[Items listed in a dataset]
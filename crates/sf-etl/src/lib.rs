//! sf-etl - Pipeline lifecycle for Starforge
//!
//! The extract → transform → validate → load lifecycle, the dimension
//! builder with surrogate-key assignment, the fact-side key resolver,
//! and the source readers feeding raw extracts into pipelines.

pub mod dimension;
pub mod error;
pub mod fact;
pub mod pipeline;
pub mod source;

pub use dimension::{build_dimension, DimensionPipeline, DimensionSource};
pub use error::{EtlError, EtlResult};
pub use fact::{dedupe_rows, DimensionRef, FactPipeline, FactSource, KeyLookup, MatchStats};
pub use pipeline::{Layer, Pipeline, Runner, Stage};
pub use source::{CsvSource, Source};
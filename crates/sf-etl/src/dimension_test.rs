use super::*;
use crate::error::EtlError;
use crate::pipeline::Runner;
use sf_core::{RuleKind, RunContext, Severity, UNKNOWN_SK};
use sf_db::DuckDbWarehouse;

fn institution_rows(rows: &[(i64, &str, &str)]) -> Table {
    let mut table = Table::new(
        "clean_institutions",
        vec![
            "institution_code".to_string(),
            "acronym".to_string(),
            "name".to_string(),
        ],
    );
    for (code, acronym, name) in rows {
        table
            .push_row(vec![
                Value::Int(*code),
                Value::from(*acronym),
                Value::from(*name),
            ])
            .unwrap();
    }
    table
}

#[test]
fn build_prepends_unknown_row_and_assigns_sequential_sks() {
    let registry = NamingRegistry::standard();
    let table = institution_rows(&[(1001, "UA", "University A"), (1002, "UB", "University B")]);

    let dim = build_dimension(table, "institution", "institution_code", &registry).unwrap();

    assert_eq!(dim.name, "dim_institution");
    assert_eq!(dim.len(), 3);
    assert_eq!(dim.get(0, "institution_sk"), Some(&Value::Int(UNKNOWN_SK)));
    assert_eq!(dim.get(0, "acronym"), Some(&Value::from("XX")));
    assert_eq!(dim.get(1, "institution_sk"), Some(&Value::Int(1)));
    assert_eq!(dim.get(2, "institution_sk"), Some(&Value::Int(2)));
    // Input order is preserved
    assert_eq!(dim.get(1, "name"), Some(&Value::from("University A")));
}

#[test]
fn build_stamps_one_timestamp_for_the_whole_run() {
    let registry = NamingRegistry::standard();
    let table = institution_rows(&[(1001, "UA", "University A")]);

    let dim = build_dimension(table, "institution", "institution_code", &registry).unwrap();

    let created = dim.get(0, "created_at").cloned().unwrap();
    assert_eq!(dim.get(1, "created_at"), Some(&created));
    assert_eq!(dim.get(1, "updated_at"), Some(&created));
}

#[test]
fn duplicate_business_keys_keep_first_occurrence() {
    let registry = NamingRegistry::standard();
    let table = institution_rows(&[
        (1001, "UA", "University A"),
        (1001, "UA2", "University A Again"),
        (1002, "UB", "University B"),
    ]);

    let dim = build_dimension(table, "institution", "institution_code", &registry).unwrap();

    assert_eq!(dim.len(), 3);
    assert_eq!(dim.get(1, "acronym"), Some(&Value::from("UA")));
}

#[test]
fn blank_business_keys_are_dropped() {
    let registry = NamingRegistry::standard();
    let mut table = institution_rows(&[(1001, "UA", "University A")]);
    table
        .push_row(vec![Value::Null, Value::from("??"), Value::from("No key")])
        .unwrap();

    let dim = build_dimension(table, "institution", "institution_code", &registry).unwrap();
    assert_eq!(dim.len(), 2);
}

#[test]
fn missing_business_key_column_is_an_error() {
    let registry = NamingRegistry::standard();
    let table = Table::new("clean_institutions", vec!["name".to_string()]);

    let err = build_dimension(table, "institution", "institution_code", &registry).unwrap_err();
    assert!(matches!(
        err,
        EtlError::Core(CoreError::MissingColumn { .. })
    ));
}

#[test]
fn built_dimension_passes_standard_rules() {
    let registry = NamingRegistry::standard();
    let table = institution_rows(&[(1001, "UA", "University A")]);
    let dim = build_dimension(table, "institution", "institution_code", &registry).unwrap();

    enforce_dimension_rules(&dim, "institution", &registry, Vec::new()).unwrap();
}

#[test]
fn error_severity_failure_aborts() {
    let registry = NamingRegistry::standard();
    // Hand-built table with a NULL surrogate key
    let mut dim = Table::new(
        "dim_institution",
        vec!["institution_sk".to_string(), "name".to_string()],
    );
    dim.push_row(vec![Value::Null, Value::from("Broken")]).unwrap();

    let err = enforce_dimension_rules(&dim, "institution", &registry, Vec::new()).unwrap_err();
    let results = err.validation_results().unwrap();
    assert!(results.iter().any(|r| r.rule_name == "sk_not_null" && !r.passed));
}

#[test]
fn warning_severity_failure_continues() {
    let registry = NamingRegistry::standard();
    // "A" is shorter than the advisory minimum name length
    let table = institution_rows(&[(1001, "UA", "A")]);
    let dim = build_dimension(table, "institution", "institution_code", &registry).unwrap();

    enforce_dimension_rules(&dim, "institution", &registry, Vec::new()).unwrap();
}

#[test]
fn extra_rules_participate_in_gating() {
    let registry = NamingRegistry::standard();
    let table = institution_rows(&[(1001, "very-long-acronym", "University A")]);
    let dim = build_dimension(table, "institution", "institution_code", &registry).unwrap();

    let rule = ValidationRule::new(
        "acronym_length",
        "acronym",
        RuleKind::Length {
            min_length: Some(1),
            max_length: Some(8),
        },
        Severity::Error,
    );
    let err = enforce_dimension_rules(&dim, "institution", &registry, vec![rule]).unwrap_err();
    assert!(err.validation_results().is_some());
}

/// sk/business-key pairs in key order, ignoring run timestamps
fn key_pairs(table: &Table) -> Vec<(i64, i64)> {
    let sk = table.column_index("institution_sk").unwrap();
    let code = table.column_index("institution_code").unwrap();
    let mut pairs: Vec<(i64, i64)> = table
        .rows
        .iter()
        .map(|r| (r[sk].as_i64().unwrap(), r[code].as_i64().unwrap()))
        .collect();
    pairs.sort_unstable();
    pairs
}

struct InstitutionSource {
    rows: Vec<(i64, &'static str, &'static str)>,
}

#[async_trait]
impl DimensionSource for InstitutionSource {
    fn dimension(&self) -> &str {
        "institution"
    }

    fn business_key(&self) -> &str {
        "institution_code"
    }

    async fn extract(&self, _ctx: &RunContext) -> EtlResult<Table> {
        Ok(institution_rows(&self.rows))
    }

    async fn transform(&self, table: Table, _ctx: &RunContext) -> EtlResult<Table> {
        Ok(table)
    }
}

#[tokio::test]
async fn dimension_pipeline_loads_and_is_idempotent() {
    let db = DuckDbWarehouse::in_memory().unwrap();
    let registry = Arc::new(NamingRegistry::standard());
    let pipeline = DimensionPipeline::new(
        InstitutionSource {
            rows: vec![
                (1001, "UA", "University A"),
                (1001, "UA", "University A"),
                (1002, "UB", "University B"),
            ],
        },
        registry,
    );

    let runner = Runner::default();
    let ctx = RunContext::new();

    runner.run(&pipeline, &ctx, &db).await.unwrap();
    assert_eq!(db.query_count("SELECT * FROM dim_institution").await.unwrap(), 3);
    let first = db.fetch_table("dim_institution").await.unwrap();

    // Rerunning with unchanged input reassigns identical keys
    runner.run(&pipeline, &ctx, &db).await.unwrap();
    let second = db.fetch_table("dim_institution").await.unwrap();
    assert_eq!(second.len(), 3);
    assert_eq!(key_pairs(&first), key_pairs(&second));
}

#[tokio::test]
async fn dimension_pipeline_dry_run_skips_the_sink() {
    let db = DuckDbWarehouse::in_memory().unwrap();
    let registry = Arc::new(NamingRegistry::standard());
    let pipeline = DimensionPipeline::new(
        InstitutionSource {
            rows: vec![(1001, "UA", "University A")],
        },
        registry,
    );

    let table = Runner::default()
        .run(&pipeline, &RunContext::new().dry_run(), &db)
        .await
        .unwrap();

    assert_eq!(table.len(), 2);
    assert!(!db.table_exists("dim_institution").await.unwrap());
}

» **Task instructions**: Report how many lines of the data contain the word "EtlError", using the number alone.

» **Task solution**: 3